▶ [What is expected]:
Say how many lines in the data below contain the word "TextDelta", and give no other text.

Stored entries:
========
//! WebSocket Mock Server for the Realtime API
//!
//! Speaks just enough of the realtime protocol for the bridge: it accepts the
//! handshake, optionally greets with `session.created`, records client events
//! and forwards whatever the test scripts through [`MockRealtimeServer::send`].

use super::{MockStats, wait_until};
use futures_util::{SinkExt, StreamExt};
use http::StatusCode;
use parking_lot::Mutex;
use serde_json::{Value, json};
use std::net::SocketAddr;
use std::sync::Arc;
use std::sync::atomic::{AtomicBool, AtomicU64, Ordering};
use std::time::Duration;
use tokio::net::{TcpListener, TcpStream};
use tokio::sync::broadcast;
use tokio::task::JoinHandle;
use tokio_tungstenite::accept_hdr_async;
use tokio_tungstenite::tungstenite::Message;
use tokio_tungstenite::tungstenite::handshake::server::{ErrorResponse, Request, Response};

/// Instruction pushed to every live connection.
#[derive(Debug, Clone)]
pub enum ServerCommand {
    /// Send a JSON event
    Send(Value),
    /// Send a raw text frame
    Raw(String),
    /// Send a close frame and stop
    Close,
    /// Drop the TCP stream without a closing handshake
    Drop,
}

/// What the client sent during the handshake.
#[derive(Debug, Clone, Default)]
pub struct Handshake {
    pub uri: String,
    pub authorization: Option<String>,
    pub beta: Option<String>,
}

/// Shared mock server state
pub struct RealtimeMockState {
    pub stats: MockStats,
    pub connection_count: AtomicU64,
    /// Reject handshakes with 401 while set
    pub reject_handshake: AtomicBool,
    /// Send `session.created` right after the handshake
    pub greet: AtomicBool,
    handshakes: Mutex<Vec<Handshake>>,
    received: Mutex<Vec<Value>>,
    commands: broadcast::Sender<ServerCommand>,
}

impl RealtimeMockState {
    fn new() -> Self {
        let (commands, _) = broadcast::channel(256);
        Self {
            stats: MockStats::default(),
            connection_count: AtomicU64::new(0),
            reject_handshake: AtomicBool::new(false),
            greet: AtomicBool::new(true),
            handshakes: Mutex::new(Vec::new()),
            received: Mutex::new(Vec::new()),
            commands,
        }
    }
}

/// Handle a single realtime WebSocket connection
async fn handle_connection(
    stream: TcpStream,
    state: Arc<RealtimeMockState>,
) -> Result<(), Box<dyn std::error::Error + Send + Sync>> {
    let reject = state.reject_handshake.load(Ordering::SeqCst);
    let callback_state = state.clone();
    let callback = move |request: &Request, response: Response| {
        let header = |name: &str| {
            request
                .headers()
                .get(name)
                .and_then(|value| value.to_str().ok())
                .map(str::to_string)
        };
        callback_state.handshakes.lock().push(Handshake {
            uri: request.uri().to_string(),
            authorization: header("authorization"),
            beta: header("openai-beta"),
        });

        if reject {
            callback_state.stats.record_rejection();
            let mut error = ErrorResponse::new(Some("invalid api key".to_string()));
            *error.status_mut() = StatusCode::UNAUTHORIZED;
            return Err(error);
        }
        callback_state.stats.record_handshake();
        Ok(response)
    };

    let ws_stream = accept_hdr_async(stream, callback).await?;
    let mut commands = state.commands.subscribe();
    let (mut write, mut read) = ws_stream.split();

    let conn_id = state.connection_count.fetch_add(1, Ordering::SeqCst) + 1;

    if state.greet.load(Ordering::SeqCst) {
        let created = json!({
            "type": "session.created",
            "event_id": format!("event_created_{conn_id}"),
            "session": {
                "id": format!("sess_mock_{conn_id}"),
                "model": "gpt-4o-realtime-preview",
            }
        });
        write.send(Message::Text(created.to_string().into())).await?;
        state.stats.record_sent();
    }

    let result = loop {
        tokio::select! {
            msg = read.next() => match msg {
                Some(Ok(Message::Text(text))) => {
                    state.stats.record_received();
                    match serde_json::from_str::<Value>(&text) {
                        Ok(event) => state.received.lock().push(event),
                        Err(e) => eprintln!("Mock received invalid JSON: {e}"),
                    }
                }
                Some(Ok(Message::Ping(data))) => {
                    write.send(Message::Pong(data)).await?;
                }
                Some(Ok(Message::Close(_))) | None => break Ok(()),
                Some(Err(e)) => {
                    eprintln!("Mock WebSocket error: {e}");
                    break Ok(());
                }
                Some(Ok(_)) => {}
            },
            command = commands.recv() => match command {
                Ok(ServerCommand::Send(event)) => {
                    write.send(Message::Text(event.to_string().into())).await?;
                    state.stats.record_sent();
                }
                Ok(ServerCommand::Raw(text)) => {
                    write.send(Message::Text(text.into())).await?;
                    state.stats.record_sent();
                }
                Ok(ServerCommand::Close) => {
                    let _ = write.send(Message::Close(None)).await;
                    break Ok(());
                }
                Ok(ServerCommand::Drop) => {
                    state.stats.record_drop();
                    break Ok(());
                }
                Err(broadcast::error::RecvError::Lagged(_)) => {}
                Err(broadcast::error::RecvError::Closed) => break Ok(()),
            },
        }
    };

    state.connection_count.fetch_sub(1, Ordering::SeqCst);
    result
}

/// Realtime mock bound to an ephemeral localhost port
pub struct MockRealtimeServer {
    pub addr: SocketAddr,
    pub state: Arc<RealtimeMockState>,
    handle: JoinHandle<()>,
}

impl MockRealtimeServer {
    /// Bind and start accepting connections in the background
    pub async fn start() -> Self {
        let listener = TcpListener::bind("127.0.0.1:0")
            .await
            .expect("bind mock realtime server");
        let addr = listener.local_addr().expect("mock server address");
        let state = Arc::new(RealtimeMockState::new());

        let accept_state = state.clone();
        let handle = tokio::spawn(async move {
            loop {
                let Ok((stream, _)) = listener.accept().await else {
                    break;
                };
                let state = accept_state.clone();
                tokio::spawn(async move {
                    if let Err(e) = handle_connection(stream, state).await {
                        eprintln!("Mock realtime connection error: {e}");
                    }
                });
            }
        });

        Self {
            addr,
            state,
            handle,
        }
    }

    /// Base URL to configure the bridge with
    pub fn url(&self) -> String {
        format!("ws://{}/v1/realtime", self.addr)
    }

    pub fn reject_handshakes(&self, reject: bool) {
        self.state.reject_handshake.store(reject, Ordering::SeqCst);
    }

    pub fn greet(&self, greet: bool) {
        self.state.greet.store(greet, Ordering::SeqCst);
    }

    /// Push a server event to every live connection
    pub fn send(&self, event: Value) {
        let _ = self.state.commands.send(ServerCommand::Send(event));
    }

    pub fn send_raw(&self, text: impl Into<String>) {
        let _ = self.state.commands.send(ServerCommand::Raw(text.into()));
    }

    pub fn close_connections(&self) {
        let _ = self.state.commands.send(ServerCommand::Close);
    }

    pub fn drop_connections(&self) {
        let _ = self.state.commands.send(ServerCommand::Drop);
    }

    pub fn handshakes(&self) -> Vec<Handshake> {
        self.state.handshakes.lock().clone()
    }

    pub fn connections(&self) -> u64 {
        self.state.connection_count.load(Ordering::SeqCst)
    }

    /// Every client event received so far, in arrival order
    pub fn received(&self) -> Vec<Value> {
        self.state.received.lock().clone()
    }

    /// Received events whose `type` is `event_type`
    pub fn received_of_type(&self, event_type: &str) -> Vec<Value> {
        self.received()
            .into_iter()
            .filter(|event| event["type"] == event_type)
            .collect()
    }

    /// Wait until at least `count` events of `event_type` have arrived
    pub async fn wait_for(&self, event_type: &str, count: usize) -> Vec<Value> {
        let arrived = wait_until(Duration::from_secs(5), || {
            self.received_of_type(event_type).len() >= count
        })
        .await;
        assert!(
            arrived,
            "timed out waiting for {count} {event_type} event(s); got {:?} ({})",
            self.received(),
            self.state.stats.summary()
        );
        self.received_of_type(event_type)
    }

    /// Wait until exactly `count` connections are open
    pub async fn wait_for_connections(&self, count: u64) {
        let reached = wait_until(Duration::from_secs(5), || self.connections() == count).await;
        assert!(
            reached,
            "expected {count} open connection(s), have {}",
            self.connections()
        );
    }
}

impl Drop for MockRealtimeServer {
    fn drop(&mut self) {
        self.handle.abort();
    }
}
========
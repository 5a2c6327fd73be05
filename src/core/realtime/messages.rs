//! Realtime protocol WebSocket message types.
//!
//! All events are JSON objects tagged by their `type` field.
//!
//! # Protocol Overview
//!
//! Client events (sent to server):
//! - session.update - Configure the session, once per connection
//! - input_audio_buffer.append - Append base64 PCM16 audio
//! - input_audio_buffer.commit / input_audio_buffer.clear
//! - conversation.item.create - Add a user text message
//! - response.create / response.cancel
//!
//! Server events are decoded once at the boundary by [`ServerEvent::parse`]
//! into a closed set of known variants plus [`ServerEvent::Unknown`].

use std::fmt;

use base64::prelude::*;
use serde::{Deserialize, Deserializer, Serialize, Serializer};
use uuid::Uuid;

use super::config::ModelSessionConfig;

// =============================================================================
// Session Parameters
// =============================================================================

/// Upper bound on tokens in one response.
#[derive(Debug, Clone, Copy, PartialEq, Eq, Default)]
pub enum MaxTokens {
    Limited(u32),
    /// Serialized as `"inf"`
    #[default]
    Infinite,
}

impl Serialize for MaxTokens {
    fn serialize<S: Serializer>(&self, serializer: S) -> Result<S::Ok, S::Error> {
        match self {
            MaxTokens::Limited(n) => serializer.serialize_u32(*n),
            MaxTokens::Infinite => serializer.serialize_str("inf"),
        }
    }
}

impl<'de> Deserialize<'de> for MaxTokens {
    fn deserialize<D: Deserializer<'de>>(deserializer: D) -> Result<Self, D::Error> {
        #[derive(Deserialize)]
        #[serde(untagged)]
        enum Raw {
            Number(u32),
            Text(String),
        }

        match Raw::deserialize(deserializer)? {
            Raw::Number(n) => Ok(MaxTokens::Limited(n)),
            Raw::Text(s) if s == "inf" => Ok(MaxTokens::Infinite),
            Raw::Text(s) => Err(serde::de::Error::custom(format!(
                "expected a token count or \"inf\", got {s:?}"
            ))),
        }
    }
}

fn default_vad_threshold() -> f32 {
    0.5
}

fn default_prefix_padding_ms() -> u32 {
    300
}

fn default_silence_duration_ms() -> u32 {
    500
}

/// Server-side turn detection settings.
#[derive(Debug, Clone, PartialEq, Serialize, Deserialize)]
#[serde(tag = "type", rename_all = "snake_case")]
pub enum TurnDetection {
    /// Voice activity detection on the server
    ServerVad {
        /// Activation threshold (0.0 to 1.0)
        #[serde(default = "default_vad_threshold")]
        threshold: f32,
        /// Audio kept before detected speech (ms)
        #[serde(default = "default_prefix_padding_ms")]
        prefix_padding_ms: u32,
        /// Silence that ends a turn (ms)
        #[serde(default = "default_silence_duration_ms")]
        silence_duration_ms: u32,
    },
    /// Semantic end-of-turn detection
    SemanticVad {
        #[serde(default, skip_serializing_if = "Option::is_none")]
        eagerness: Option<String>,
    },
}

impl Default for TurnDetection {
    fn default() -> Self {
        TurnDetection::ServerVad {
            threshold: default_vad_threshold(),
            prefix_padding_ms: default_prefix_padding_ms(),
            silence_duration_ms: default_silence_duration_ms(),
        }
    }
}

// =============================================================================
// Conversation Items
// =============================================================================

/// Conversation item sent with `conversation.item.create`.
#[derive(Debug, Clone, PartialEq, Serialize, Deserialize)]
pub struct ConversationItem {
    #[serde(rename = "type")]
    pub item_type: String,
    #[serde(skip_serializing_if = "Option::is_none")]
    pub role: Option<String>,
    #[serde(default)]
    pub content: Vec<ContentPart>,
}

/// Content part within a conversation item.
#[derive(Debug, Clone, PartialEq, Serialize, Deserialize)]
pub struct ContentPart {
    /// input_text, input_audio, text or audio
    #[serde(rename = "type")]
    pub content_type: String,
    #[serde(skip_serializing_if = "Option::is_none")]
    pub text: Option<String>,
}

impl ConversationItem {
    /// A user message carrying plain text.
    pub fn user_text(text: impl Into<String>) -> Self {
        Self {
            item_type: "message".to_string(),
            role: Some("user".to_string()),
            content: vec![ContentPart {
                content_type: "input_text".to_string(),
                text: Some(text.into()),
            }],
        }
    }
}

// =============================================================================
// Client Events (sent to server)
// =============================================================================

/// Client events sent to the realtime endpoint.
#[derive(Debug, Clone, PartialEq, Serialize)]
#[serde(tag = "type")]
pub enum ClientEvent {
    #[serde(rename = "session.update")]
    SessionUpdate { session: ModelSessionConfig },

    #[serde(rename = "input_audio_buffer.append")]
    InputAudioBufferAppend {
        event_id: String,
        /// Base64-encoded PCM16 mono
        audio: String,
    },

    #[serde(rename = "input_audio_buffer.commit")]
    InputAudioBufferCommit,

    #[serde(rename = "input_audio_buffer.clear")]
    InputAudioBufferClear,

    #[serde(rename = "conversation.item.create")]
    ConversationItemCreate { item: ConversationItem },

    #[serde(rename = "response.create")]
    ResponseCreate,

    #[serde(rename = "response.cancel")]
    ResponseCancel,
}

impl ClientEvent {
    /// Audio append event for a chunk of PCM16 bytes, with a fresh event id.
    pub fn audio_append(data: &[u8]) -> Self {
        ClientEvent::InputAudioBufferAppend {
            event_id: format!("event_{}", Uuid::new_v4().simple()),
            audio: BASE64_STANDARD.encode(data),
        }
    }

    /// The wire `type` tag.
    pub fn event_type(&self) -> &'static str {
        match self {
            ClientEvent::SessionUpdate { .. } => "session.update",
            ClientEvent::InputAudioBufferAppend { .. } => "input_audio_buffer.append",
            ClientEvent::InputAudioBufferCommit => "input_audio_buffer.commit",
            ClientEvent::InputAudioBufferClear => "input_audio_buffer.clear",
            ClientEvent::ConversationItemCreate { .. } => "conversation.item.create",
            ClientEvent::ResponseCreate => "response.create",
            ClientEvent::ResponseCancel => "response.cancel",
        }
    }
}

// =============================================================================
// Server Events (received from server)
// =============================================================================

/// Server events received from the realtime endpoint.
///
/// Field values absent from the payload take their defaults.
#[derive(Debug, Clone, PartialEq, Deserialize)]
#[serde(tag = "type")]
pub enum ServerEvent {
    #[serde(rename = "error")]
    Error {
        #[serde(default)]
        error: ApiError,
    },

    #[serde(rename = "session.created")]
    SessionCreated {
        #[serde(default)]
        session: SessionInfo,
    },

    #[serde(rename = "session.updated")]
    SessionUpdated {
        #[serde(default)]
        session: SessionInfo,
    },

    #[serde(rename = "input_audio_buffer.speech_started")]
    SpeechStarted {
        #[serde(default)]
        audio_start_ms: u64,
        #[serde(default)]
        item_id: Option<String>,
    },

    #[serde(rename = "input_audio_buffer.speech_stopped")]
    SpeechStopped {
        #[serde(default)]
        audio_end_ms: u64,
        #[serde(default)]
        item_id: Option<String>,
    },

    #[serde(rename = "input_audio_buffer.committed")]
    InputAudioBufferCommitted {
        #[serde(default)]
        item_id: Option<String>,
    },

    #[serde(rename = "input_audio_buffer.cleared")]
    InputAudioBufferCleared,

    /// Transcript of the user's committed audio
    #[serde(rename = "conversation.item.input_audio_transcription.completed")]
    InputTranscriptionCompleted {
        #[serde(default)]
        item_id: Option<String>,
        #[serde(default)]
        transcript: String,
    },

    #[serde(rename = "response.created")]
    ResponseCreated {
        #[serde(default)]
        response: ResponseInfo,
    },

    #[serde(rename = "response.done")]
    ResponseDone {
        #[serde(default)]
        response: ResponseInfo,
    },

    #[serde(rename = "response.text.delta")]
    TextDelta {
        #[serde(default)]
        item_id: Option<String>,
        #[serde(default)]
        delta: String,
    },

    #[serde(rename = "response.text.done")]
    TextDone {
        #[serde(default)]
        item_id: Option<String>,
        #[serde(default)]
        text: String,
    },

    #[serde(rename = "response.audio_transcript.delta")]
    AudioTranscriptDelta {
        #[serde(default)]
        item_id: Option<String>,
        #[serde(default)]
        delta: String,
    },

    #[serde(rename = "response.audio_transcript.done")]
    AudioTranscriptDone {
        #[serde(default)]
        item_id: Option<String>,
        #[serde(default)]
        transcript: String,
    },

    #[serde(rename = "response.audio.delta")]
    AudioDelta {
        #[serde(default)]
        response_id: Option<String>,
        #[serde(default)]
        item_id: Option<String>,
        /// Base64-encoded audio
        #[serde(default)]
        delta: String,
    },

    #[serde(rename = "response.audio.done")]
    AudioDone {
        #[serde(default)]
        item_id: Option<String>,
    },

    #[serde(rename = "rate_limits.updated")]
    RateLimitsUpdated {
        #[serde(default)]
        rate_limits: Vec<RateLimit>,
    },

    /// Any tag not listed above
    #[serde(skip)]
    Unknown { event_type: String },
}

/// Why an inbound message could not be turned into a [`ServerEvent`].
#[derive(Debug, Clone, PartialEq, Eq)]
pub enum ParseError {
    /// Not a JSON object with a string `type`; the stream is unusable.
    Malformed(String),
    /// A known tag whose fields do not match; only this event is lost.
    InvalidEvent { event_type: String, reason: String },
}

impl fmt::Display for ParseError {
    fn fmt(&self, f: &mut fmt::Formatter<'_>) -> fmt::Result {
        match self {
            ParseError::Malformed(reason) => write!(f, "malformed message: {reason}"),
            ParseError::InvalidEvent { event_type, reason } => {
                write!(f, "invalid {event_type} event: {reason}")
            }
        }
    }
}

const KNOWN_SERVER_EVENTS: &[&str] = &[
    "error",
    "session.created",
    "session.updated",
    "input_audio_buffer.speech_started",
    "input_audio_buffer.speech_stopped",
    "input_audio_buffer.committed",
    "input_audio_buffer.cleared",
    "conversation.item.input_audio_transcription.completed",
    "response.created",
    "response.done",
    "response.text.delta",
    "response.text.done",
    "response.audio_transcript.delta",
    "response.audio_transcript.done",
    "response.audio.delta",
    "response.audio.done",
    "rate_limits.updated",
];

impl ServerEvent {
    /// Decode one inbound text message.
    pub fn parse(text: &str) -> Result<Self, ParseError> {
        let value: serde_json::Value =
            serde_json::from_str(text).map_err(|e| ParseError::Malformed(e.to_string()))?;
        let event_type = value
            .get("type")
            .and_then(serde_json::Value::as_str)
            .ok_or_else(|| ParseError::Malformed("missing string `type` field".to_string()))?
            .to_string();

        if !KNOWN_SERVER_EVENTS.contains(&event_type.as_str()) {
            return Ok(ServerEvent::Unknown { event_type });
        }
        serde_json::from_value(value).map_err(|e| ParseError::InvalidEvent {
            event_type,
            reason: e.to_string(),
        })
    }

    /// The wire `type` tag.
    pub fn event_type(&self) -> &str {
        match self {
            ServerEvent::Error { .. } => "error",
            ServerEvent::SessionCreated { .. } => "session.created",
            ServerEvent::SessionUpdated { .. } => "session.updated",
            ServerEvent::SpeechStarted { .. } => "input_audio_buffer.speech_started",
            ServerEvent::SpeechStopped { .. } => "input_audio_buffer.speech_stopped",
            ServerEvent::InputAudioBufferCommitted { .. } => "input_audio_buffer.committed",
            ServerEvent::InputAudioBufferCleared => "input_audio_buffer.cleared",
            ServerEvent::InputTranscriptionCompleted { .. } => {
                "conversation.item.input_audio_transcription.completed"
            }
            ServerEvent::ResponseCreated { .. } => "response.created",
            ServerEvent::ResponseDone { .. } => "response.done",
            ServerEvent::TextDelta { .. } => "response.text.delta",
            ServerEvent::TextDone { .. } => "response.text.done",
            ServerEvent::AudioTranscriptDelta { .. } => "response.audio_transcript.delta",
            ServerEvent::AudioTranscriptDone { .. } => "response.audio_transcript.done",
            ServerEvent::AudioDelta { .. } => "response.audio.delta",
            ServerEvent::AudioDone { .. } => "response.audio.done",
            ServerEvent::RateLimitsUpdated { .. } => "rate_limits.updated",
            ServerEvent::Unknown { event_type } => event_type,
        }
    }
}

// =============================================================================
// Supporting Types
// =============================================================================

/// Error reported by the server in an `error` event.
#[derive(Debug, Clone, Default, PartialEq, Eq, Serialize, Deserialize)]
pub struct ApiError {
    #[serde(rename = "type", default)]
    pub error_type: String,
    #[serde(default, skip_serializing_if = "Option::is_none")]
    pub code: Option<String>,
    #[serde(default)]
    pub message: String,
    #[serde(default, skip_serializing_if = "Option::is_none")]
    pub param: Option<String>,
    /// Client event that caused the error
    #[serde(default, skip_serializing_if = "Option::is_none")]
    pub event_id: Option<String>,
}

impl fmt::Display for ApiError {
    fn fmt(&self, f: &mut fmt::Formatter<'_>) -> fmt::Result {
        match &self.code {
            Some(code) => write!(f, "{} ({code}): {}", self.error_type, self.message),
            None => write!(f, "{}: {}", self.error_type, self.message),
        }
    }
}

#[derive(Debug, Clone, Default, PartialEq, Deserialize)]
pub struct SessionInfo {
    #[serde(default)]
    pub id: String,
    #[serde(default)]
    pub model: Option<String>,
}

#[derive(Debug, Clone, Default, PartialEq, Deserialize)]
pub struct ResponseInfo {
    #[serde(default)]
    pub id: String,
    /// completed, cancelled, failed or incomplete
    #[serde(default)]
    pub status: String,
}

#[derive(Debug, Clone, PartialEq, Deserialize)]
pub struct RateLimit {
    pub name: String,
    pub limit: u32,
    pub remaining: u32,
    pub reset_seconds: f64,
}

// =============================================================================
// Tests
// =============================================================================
========
▶ [Your response]:
2